Now a new compact disc from Bridge Records showcases the 28-year-old Samuel Barber’s singing. He elegantly interprets six folk songs and six Lieder with the lyric sensibility that would characterize his composing. His tone is rich, the timbre simply beautiful. The recording also includes a later concert with the stellar soprano Leontyne Price. At 26 she took a night off from her role as Bess in a Porgy and Bess revival and premiered Barber’s Hermit Songs as well as giving radiant performances of other songs of his. Barber himself accompanied her on the piano.

The 80-minute CD is the fruit of an agreement that for the last 10 years has enabled Bridge to issue previously unreleased musical material archived at the Library of Congress. It begins with the 1953 Price plus Barber concert, which was held in the library’s Coolidge Auditorium, and then segues to Barber accompanying himself on piano during a 1938 Curtis Institute recital.

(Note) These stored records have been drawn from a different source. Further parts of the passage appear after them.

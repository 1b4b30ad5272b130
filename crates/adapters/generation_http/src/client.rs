//! `chat/completions` client implementing [`GenerationService`].

use std::time::{Duration, Instant};

use serde::{Deserialize, Serialize};

use autoflow_app::ports::{GenerationRequest, GenerationService};
use autoflow_domain::error::AutoflowError;
use autoflow_domain::time::elapsed_ms;

use crate::config::GenerationConfig;
use crate::error::GenerationError;
use crate::schema;

const SYSTEM_PROMPT: &str = "You are the automation assistant of a business support \
platform. Answer with a single JSON object that matches the requested schema and nothing else.";

/// Generation service backed by an OpenAI-compatible HTTP API.
pub struct HttpGenerationService {
    config: GenerationConfig,
    api_key: Option<String>,
    client: reqwest::Client,
}

impl HttpGenerationService {
    /// Build the client. The API key is resolved once, here.
    ///
    /// # Errors
    ///
    /// Returns [`GenerationError::Client`] if the TLS backend cannot be
    /// initialised.
    pub fn new(config: GenerationConfig) -> Result<Self, GenerationError> {
        let client = reqwest::Client::builder()
            .timeout(Duration::from_secs(config.timeout_secs))
            .build()
            .map_err(GenerationError::Client)?;
        let api_key = config.resolve_api_key();
        if api_key.is_none() {
            tracing::warn!(base_url = %config.base_url, "no generation API key configured");
        }
        Ok(Self {
            config,
            api_key,
            client,
        })
    }

    fn request_body<'a>(&'a self, request: &'a GenerationRequest) -> ChatRequest<'a> {
        ChatRequest {
            model: &self.config.model,
            messages: [
                Message {
                    role: "system",
                    content: SYSTEM_PROMPT,
                },
                Message {
                    role: "user",
                    content: &request.prompt,
                },
            ],
            response_format: ResponseFormat {
                kind: "json_schema",
                json_schema: JsonSchema {
                    name: request.schema_name,
                    schema: &request.schema,
                    strict: true,
                },
            },
        }
    }

    #[tracing::instrument(
        skip_all,
        fields(schema = request.schema_name, model = %self.config.model)
    )]
    async fn complete(
        &self,
        request: &GenerationRequest,
    ) -> Result<serde_json::Value, GenerationError> {
        let start = Instant::now();
        let mut call = self
            .client
            .post(self.config.completions_url())
            .json(&self.request_body(request));
        if let Some(key) = &self.api_key {
            call = call.bearer_auth(key);
        }

        let response = call.send().await?;
        let status = response.status();
        if !status.is_success() {
            let body = response
                .text()
                .await
                .unwrap_or_else(|_| "unable to read response body".to_string());
            return Err(GenerationError::Status {
                status: status.as_u16(),
                body,
            });
        }

        let chat: ChatResponse = response.json().await?;
        let value = extract_object(chat)?;
        schema::check(&request.schema, &value).map_err(|violation| {
            GenerationError::Schema {
                schema: request.schema_name,
                violation,
            }
        })?;

        tracing::debug!(elapsed_ms = elapsed_ms(start), "generation completed");
        Ok(value)
    }
}

impl GenerationService for HttpGenerationService {
    async fn generate(
        &self,
        request: GenerationRequest,
    ) -> Result<serde_json::Value, AutoflowError> {
        Ok(self.complete(&request).await?)
    }
}

/// Pull the JSON object out of the first choice.
fn extract_object(response: ChatResponse) -> Result<serde_json::Value, GenerationError> {
    let content = response
        .choices
        .into_iter()
        .next()
        .and_then(|choice| choice.message.content)
        .filter(|content| !content.trim().is_empty())
        .ok_or(GenerationError::EmptyResponse)?;
    Ok(serde_json::from_str(&content)?)
}

// -- chat/completions request/response types --

#[derive(Debug, Serialize)]
struct ChatRequest<'a> {
    model: &'a str,
    messages: [Message<'a>; 2],
    response_format: ResponseFormat<'a>,
}

#[derive(Debug, Serialize)]
struct Message<'a> {
    role: &'static str,
    content: &'a str,
}

#[derive(Debug, Serialize)]
struct ResponseFormat<'a> {
    #[serde(rename = "type")]
    kind: &'static str,
    json_schema: JsonSchema<'a>,
}

#[derive(Debug, Serialize)]
struct JsonSchema<'a> {
    name: &'a str,
    schema: &'a serde_json::Value,
    strict: bool,
}

#[derive(Debug, Deserialize)]
struct ChatResponse {
    choices: Vec<Choice>,
}

#[derive(Debug, Deserialize)]
struct Choice {
    message: ChoiceMessage,
}

#[derive(Debug, Deserialize)]
struct ChoiceMessage {
    content: Option<String>,
}

#[cfg(test)]
mod tests {
    use super::*;
    use serde_json::json;

    fn service() -> HttpGenerationService {
        HttpGenerationService::new(GenerationConfig {
            model: "test-model".to_string(),
            api_key: Some("sk-test".to_string()),
            ..GenerationConfig::default()
        })
        .unwrap()
    }

    fn request() -> GenerationRequest {
        GenerationRequest {
            schema_name: "categorize",
            prompt: "Classify: Where is my invoice?".to_string(),
            schema: json!({"type": "object", "required": ["category"]}),
        }
    }

    fn chat_response(content: Option<&str>) -> ChatResponse {
        serde_json::from_value(json!({
            "id": "chatcmpl-1",
            "choices": [{ "index": 0, "message": { "role": "assistant", "content": content } }]
        }))
        .unwrap()
    }

    #[test]
    fn should_request_json_schema_response_format() {
        let service = service();
        let request = request();

        let body = serde_json::to_value(service.request_body(&request)).unwrap();

        assert_eq!(body["model"], "test-model");
        assert_eq!(body["messages"][0]["role"], "system");
        assert_eq!(body["messages"][1]["content"], "Classify: Where is my invoice?");
        assert_eq!(body["response_format"]["type"], "json_schema");
        assert_eq!(body["response_format"]["json_schema"]["name"], "categorize");
        assert_eq!(body["response_format"]["json_schema"]["strict"], true);
        assert_eq!(
            body["response_format"]["json_schema"]["schema"]["required"][0],
            "category"
        );
    }

    #[test]
    fn should_extract_object_from_first_choice() {
        let value = extract_object(chat_response(Some(r#"{"category":"billing"}"#))).unwrap();
        assert_eq!(value, json!({"category": "billing"}));
    }

    #[test]
    fn should_fail_when_content_is_missing() {
        let result = extract_object(chat_response(None));
        assert!(matches!(result, Err(GenerationError::EmptyResponse)));
    }

    #[test]
    fn should_fail_when_content_is_not_json() {
        let result = extract_object(chat_response(Some("Sure! The category is billing.")));
        assert!(matches!(result, Err(GenerationError::Json(_))));
    }

    #[test]
    fn should_convert_into_generation_error() {
        let err: AutoflowError = GenerationError::EmptyResponse.into();
        assert!(matches!(err, AutoflowError::Generation(_)));
        assert_eq!(
            err.chain_message(),
            "generation service error: response has no content"
        );
    }
}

Leontyne Price & Samuel Barber: Historic Performances is volume 19 in the Bridge Library of Congress series. Several albums in the series spotlight the Budapest String Quartet, which played more than 450 concerts over 22 years as the library’s quartet in residence. One disc captures the American mezzo-soprano Jan DeGaetani performing at Aaron Copland’s eighty-first birthday concert in 1981, and another presents a 1940 appearance of the Golden Gate Quartet with Josh White.